#### Task details
Where does the string "display" occur in the entries below? Copy every line where it does.
----
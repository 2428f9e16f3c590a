//! Text-to-speech (TTS) processing
//!
//! [`SpeechSynthesizer`] talks to the remote service. [`TextToSpeech`] wraps
//! it with configuration, a temp-file lifecycle and playback, and never
//! fails: every problem becomes a [`SynthesisOutcome`].

use std::path::{Path, PathBuf};
use std::sync::Arc;

use async_trait::async_trait;
use secrecy::{ExposeSecret, SecretString};
use serde::Serialize;

use super::outcome::SynthesisOutcome;
use super::playback::Player;
use crate::config::{Config, SharedSpeechConfig, TtsProvider, VoiceSettings, VoiceSettingsPatch};
use crate::{Error, Result};

const ELEVENLABS_BASE_URL: &str = "https://api.elevenlabs.io";
const OPENAI_BASE_URL: &str = "https://api.openai.com";

/// `OpenAI` voice used when the configured id is not an `OpenAI` voice name
pub const OPENAI_DEFAULT_VOICE: &str = "alloy";

/// One synthesis request
#[derive(Debug, Clone, PartialEq)]
pub struct SynthesisRequest {
    pub text: String,
    pub voice_id: String,
    pub settings: VoiceSettings,
}

/// Remote synthesis service
#[async_trait]
pub trait Synthesizer: Send + Sync {
    /// Synthesize speech, returning MP3 bytes
    async fn synthesize(&self, request: &SynthesisRequest) -> Result<Vec<u8>>;
}

/// Speaks text to the operator
#[async_trait]
pub trait Announcer: Send + Sync {
    /// Speak `text` with optional per-call voice settings
    async fn announce(&self, text: &str, settings: Option<&VoiceSettingsPatch>) -> SynthesisOutcome;
}

/// Synthesizes speech from text
pub struct SpeechSynthesizer {
    client: reqwest::Client,
    api_key: SecretString,
    model: String,
    provider: TtsProvider,
    base_url: String,
}

impl SpeechSynthesizer {
    /// Create a new TTS instance using `ElevenLabs`
    ///
    /// # Errors
    ///
    /// Returns error if API key is missing
    pub fn new_elevenlabs(api_key: SecretString, model: String) -> Result<Self> {
        Self::new(TtsProvider::ElevenLabs, api_key, model, None)
    }

    /// Create a new TTS instance using `OpenAI`
    ///
    /// # Errors
    ///
    /// Returns error if API key is missing
    pub fn new_openai(api_key: SecretString, model: String) -> Result<Self> {
        Self::new(TtsProvider::OpenAI, api_key, model, None)
    }

    /// Create a TTS instance for `provider`, optionally at a custom base URL
    ///
    /// # Errors
    ///
    /// Returns error if API key is missing
    pub fn new(
        provider: TtsProvider,
        api_key: SecretString,
        model: String,
        base_url: Option<String>,
    ) -> Result<Self> {
        if api_key.expose_secret().is_empty() {
            return Err(Error::MissingCredential(credential_name(provider)));
        }

        let base_url = base_url
            .unwrap_or_else(|| {
                match provider {
                    TtsProvider::ElevenLabs => ELEVENLABS_BASE_URL,
                    TtsProvider::OpenAI => OPENAI_BASE_URL,
                }
                .to_string()
            })
            .trim_end_matches('/')
            .to_string();

        Ok(Self {
            client: reqwest::Client::new(),
            api_key,
            model,
            provider,
            base_url,
        })
    }

    /// Build from pipeline configuration
    ///
    /// # Errors
    ///
    /// Returns [`Error::MissingCredential`] if the provider's key is not set
    pub fn from_config(config: &Config) -> Result<Self> {
        let api_key = config
            .tts_api_key()
            .cloned()
            .ok_or_else(|| Error::MissingCredential(credential_name(config.tts.provider)))?;

        Self::new(
            config.tts.provider,
            api_key,
            config.tts.model.clone(),
            config.tts.base_url.clone(),
        )
    }

    /// Synthesize using `ElevenLabs` TTS
    async fn synthesize_elevenlabs(&self, request: &SynthesisRequest) -> Result<Vec<u8>> {
        #[derive(Serialize)]
        struct ElevenLabsRequest<'a> {
            text: &'a str,
            model_id: &'a str,
            voice_settings: &'a VoiceSettings,
        }

        let url = format!("{}/v1/text-to-speech/{}", self.base_url, request.voice_id);

        let body = ElevenLabsRequest {
            text: &request.text,
            model_id: &self.model,
            voice_settings: &request.settings,
        };

        let response = self
            .client
            .post(&url)
            .header("xi-api-key", self.api_key.expose_secret())
            .header("Accept", "audio/mpeg")
            .json(&body)
            .send()
            .await?;

        if !response.status().is_success() {
            let status = response.status();
            let body = response.text().await.unwrap_or_default();
            return Err(Error::Tts(format!("ElevenLabs TTS error {status}: {body}")));
        }

        let audio = response.bytes().await?;
        Ok(audio.to_vec())
    }

    /// Synthesize using `OpenAI` TTS
    async fn synthesize_openai(&self, request: &SynthesisRequest) -> Result<Vec<u8>> {
        #[derive(Serialize)]
        struct OpenAiRequest<'a> {
            model: &'a str,
            input: &'a str,
            voice: &'a str,
        }

        let voice = openai_voice(&request.voice_id);
        let body = OpenAiRequest {
            model: &self.model,
            input: &request.text,
            voice,
        };

        let response = self
            .client
            .post(format!("{}/v1/audio/speech", self.base_url))
            .bearer_auth(self.api_key.expose_secret())
            .json(&body)
            .send()
            .await?;

        if !response.status().is_success() {
            let status = response.status();
            let body = response.text().await.unwrap_or_default();
            return Err(Error::Tts(format!("OpenAI TTS error {status}: {body}")));
        }

        let audio = response.bytes().await?;
        Ok(audio.to_vec())
    }
}

#[async_trait]
impl Synthesizer for SpeechSynthesizer {
    async fn synthesize(&self, request: &SynthesisRequest) -> Result<Vec<u8>> {
        tracing::debug!(chars = request.text.len(), voice = %request.voice_id, "synthesizing speech");
        match self.provider {
            TtsProvider::ElevenLabs => self.synthesize_elevenlabs(request).await,
            TtsProvider::OpenAI => self.synthesize_openai(request).await,
        }
    }
}

/// `OpenAI` voices are short lowercase names; anything else (such as an
/// `ElevenLabs` id) falls back to [`OPENAI_DEFAULT_VOICE`]
fn openai_voice(voice_id: &str) -> &str {
    if !voice_id.is_empty() && voice_id.chars().all(|c| c.is_ascii_lowercase()) {
        voice_id
    } else {
        tracing::debug!(voice = %voice_id, fallback = OPENAI_DEFAULT_VOICE, "not an OpenAI voice");
        OPENAI_DEFAULT_VOICE
    }
}

const fn credential_name(provider: TtsProvider) -> &'static str {
    match provider {
        TtsProvider::ElevenLabs => "ELEVEN_LABS_API_KEY",
        TtsProvider::OpenAI => "OPENAI_API_KEY",
    }
}

/// Configured synthesis plus playback
pub struct TextToSpeech {
    config: SharedSpeechConfig,
    synthesizer: Option<Arc<dyn Synthesizer>>,
    player: Arc<dyn Player>,
    temp_dir: PathBuf,
}

impl TextToSpeech {
    /// Create a speaker; `synthesizer: None` means no credential, so every
    /// announcement is skipped
    #[must_use]
    pub fn new(
        config: SharedSpeechConfig,
        synthesizer: Option<Arc<dyn Synthesizer>>,
        player: Arc<dyn Player>,
        temp_dir: PathBuf,
    ) -> Self {
        if synthesizer.is_none() {
            tracing::info!("speech synthesis disabled: no credential configured");
        }

        Self {
            config,
            synthesizer,
            player,
            temp_dir,
        }
    }

    /// Whether a synthesis service is configured
    #[must_use]
    pub fn is_available(&self) -> bool {
        self.synthesizer.is_some()
    }

    /// Speak `text`; with `force` the global enabled flag is ignored
    pub async fn announce_with(
        &self,
        text: &str,
        settings: Option<&VoiceSettingsPatch>,
        force: bool,
    ) -> SynthesisOutcome {
        let config = self.config.snapshot();

        if !force && !config.enabled {
            return SynthesisOutcome::Skipped("disabled".to_string());
        }
        let Some(synthesizer) = self.synthesizer.clone() else {
            return SynthesisOutcome::Skipped("no credential".to_string());
        };
        if text.trim().is_empty() {
            return SynthesisOutcome::Skipped("empty text".to_string());
        }

        let request = SynthesisRequest {
            text: text.to_string(),
            voice_id: config.voice_id.clone(),
            settings: match settings {
                Some(patch) => config.voice_settings.merged(patch),
                None => config.voice_settings,
            },
        };

        let player = Arc::clone(&self.player);
        let temp_dir = self.temp_dir.clone();

        let task = tokio::spawn(async move {
            speak(synthesizer.as_ref(), player.as_ref(), &temp_dir, &request).await
        });

        let outcome = match task.await {
            Ok(Ok(())) => SynthesisOutcome::Played,
            Ok(Err(e)) => SynthesisOutcome::Failed(e.to_string()),
            Err(e) => SynthesisOutcome::Failed(format!("speech task failed: {e}")),
        };

        if let SynthesisOutcome::Failed(reason) = &outcome {
            tracing::warn!(reason = %reason, "speech synthesis failed");
        }
        outcome
    }
}

#[async_trait]
impl Announcer for TextToSpeech {
    async fn announce(&self, text: &str, settings: Option<&VoiceSettingsPatch>) -> SynthesisOutcome {
        self.announce_with(text, settings, false).await
    }
}

/// Synthesize, persist to a temp file, play, and remove the file
async fn speak(
    synthesizer: &dyn Synthesizer,
    player: &dyn Player,
    temp_dir: &Path,
    request: &SynthesisRequest,
) -> Result<()> {
    let audio = synthesizer.synthesize(request).await?;
    tracing::debug!(bytes = audio.len(), "received synthesized audio");

    let file = write_temp_audio(temp_dir, "speech_", "mp3", &audio)?;
    let played = player.play_file(file.path()).await;
    remove_temp_audio(file);
    played
}

/// Write audio to a uniquely named file in `temp_dir`
///
/// The file is removed when the returned guard drops.
///
/// # Errors
///
/// Returns error if the directory or file cannot be written
pub fn write_temp_audio(
    temp_dir: &Path,
    prefix: &str,
    extension: &str,
    data: &[u8],
) -> Result<tempfile::NamedTempFile> {
    use std::io::Write;

    std::fs::create_dir_all(temp_dir)?;
    let mut file = tempfile::Builder::new()
        .prefix(prefix)
        .suffix(&format!(".{extension}"))
        .tempfile_in(temp_dir)?;
    file.write_all(data)?;
    file.flush()?;

    tracing::trace!(path = %file.path().display(), bytes = data.len(), "wrote temp audio");
    Ok(file)
}

/// Remove a temp audio file, logging if that fails
pub fn remove_temp_audio(file: tempfile::NamedTempFile) {
    let path = file.path().to_path_buf();
    if let Err(e) = file.close() {
        tracing::warn!(path = %path.display(), error = %e, "failed to remove temp audio");
    }
}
----
#### Answer to this task
    tracing::trace!(path = %file.path().display(), bytes = data.len(), "wrote temp audio");
        tracing::warn!(path = %path.display(), error = %e, "failed to remove temp audio");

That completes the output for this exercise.